Leetcode[129]-Sum Root to Leaf Numbers

Given a binary tree containing digits from 0-9 only, each root-to-leaf path could represent a number.

An example is the root-to-leaf path 1->2->3 which represents the number 123.

Find the total sum of all root-to-leaf numbers.

For example,

1
   / \
  2   3

The root-to-leaf path 1->2 represents the number 12.

The root-to-leaf path 1->3 represents the number 13.

Return the sum = 12 + 13 = 25.

这道题让我真的醉了，先说下思路吧。

先求出每个叶子节点的值，然后将这些值相加。求叶子节点的值可以通过深度优先遍历，一遍往下，一遍增加各个节点的值，如果是叶子节点就将数组值的和加入到一个只有叶子节点的数组中，最后求这个只有叶子节点的数组的值得和。

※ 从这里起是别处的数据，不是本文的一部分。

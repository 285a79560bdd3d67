//! Azure public cloud ranges.
//!
//! Microsoft does not publish a stable URL for the service tags file. The
//! download page is fetched first and the dated JSON link is taken from it.

use super::{get_json, get_text, parse_ranges, FetchError, RangeProvider};
use crate::range::AddressRange;
use async_trait::async_trait;
use regex::Regex;
use reqwest::Client;
use serde::Deserialize;
use tracing::debug;

pub const NAME: &str = "azure";

const DOWNLOAD_PAGE_URL: &str = "https://www.microsoft.com/en-us/download/confirmation.aspx?id=56519";

/// Only the public cloud tag is used; regional tags are subsets of it.
const CLOUD_TAG: &str = "AzureCloud";

const DATA_LINK_PATTERN: &str = r#"https?://[^"'\s<>]*ServiceTags_Public[^"'\s<>]*\.json"#;

#[derive(Debug, Deserialize)]
struct ServiceTags {
    values: Vec<ServiceTag>,
}

#[derive(Debug, Deserialize)]
struct ServiceTag {
    name: String,
    properties: ServiceTagProperties,
}

#[derive(Debug, Deserialize)]
struct ServiceTagProperties {
    #[serde(rename = "addressPrefixes")]
    address_prefixes: Vec<String>,
}

/// Azure provider with a discovery step.
#[derive(Debug, Clone)]
pub struct AzureProvider {
    download_page_url: String,
    data_link: Regex,
}

impl AzureProvider {
    /// Provider reading Microsoft's public download page.
    pub fn new() -> Result<Self, regex::Error> {
        Self::with_download_page(DOWNLOAD_PAGE_URL)
    }

    /// Use a different download page, e.g. a mirror.
    pub fn with_download_page(url: impl Into<String>) -> Result<Self, regex::Error> {
        Ok(Self {
            download_page_url: url.into(),
            data_link: Regex::new(DATA_LINK_PATTERN)?,
        })
    }

    /// First service tags JSON link on the page.
    fn find_data_link(&self, page: &str) -> Option<String> {
        self.data_link.find(page).map(|m| m.as_str().to_string())
    }

    async fn discover(&self, http: &Client) -> Result<String, FetchError> {
        let page = get_text(http, NAME, &self.download_page_url).await?;
        self.find_data_link(&page).ok_or_else(|| FetchError::Discovery {
            provider: NAME.to_string(),
            target: self.download_page_url.clone(),
        })
    }
}

#[async_trait]
impl RangeProvider for AzureProvider {
    fn name(&self) -> &str {
        NAME
    }

    async fn fetch(&self, http: &Client) -> Result<Vec<AddressRange>, FetchError> {
        let data_url = self.discover(http).await?;
        debug!(provider = NAME, url = %data_url, "Discovered service tags file");

        let tags: ServiceTags = get_json(http, NAME, &data_url).await?;
        let literals = tags
            .values
            .iter()
            .filter(|tag| tag.name == CLOUD_TAG)
            .flat_map(|tag| tag.properties.address_prefixes.iter().map(String::as_str));

        parse_ranges(NAME, &data_url, literals)
    }
}
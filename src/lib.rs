//! Connection gatekeeper for multiplayer game servers.
//!
//! Decides whether an incoming connection may join by running it through a
//! priority-ordered chain of checks.
//!
//! # Features
//!
//! - **Processor Pipeline** - Generic async chain that stops at the first rejection
//!   and isolates misbehaving checks
//! - **Link Detection** - Reject display names advertising URLs or invites
//! - **Static Blocklists** - Cloud, datacenter and VPN ranges fetched from
//!   published provider lists at startup
//! - **Reputation Lookups** - Query a VPN detection API with a cached verdict
//! - **Allowlist** - Explicitly trusted addresses and networks
//!
//! # Example Configuration
//!
//! ```yaml
//! gatekeeper:
//!   enabled: true
//!   timeout_seconds: 10
//!   filters:
//!     link: true
//!     address:
//!       mode: reputation
//!       token: "${VPNAPI_TOKEN}"
//!       cache_ttl_seconds: 3600
//!
//! allowlist:
//!   - "203.0.113.7"
//!   - "198.51.100.0/24"
//! ```

pub mod blocker;
pub mod cache;
pub mod config;
pub mod gatekeeper;
pub mod intercept;
pub mod pipeline;
pub mod providers;
pub mod range;

pub use config::Config;
pub use gatekeeper::{build_pipeline, GatekeeperContext, GatekeeperPipeline, GatekeeperResult};
pub use intercept::{Admission, ConnectionInterceptor, Handshake};
pub use pipeline::{Priority, Processor, ProcessorPipeline};
pub use range::{AddressRange, RangeSet};
//! Sentinel Gatekeeper CLI.

use anyhow::Result;
use clap::Parser;
use sentinel_gatekeeper::providers::http_client;
use sentinel_gatekeeper::{build_pipeline, Admission, Config, ConnectionInterceptor, Handshake};
use std::path::PathBuf;
use std::sync::Arc;
use std::time::Duration;
use tracing::info;
use tracing_subscriber::EnvFilter;

#[derive(Parser, Debug)]
#[command(name = "sentinel-gatekeeper")]
#[command(about = "Connection gatekeeper - check a player's name and address against the admission pipeline")]
#[command(version)]
struct Args {
    /// Path to configuration file
    #[arg(short, long, default_value = "gatekeeper.yaml")]
    config: PathBuf,

    /// Log level (trace, debug, info, warn, error)
    #[arg(short = 'L', long, default_value = "info")]
    log_level: String,

    /// Print example configuration and exit
    #[arg(long)]
    print_config: bool,

    /// Validate configuration and exit
    #[arg(long)]
    validate: bool,

    /// Display name to check
    #[arg(long, default_value = "Player")]
    name: String,

    /// Source address to check
    #[arg(long, value_name = "IP")]
    address: Option<String>,

    /// Locale used to render the rejection message (e.g. "en_US")
    #[arg(long)]
    locale: Option<String>,
}

#[tokio::main]
async fn main() -> Result<()> {
    let args = Args::parse();

    if args.print_config {
        println!("{}", Config::example());
        return Ok(());
    }

    let filter = EnvFilter::try_from_default_env().unwrap_or_else(|_| EnvFilter::new(&args.log_level));

    tracing_subscriber::fmt()
        .with_env_filter(filter)
        .with_target(false)
        .init();

    info!(config = %args.config.display(), "Loading configuration");
    let config = Config::load_or_default(&args.config)?;

    if args.validate {
        info!("Configuration is valid");
        return Ok(());
    }

    let Some(address) = args.address else {
        anyhow::bail!("--address is required to check a connection");
    };

    let http = http_client()?;
    let pipeline = build_pipeline(&config, &http).await?;
    let interceptor = ConnectionInterceptor::new(
        Arc::new(pipeline),
        Duration::from_secs(config.gatekeeper.timeout_seconds),
    );

    let handshake = Handshake {
        name: args.name,
        uuid: "cli".to_string(),
        usid: "cli".to_string(),
        address,
        locale: args.locale,
    };

    match interceptor.admit(handshake).await {
        Admission::Proceed => println!("admit"),
        Admission::Reject { message, cooldown } => {
            println!("reject (cooldown {}s): {}", cooldown.as_secs(), message)
        }
    }

    Ok(())
}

从头到尾自己写的代码，可以AC了，还没有进行优化，先做到这里吧。

代码（C++）：

/**
 * Definition for a binary tree node.
 * struct TreeNode {
 *     int val;
 *     TreeNode *left;
 *     TreeNode *right;
 *     TreeNode(int x) : val(x), left(NULL), right(NULL) {}
 * };
 */
class Solution {
public:
    //return sum of newleafValue
    int sumNumbers(TreeNode* root) {
        if(root == NULL) return 0;
        if(!root->left && !root->right) return root->val;

        vector<int> nums = saveLeafNums(root);
        return sumV(nums);
    }
    //save leftnode to vector
    vector<int> saveLeafNums(TreeNode * root){

        vector<int> nums,nodeValue;
        int eachSum = 0;
        stack<TreeNode *> stk;
        map<TreeNode *, int> visited;

        TreeNode *p = root;

        stk.push(p);
        visited[p] = 0;
        nodeValue.push_back(p->val);

        while(!stk.empty()){
            while(p->left && visited[p]==0 ){
                //if this node is visited,break 
                if(visited[p->left]==1) break;
                p = p->left;
                stk.push(p);
                visited[p] = 0;
                tenMutilVector(nodeValue);//enlarge vector element's value
                nodeValue.push_back(p->val);
            }
            if(!stk.empty()) {
                p = stk.top();
                if(!p->left && !p->right){
                    nums.push_back(sumV(nodeValue));
                }
                if(p->right && (visited.find(p->right)==visited.end() || visited[p->right]==0)){
                    p = p->right;
                    stk.push(p);
                    visited[p] = 0;
                    tenMutilVector(nodeValue);
                    nodeValue.push_back(p->val);
                    continue;
                }
                visited[p] = 1;
                stk.pop();
                tenDivideVector(nodeValue);
                nodeValue.resize(nodeValue.size()-1);
            }
        }
        return nums;
    }

    void tenMutilVector(vector<int> &nums) {
        int n = nums.size();
        for(int i = 0; i < n; i++){
            nums[i] *= 10;
        }
    }

    void tenDivideVector(vector<int> &nums) {
        int n = nums.size();
        for(int i = 0; i < n; i++){
            nums[i] /= 10;
        }
    }

    int sumV(vector<int> &nums){
        int n = nums.size();
        int sumValue = 0;
        for(int i = 0; i < n; i++){
            sumValue += nums[i];
        }
        return sumValue;
    }   
};

附加一个求深度的代码：

int getDepth(TreeNode* root) {
        if(root == NULL) return 0;

        int ldepth = 0,rdepth = 0;

        ldepth = getDepth(root->left);
        rdepth = getDepth(root->right);

        return ldepth>rdepth?ldepth+1:rdepth+1;
    }

方法二：（递归法）

class Solution {
public:
    int sumNumbers(TreeNode* root) {
        sum = 0;
        sumStep(root, 0);
        return sum;
    }
private:
    int sum;
    void sumStep(TreeNode *root, int num){
        if(!root) return;
        if(!root->left && !root->right) {
            sum = sum + num*10 + root->val;
        }else{
            sumStep(root->left, num*10 + root->val);
            sumStep(root->right, num*10 + root->val);
        }

    }
};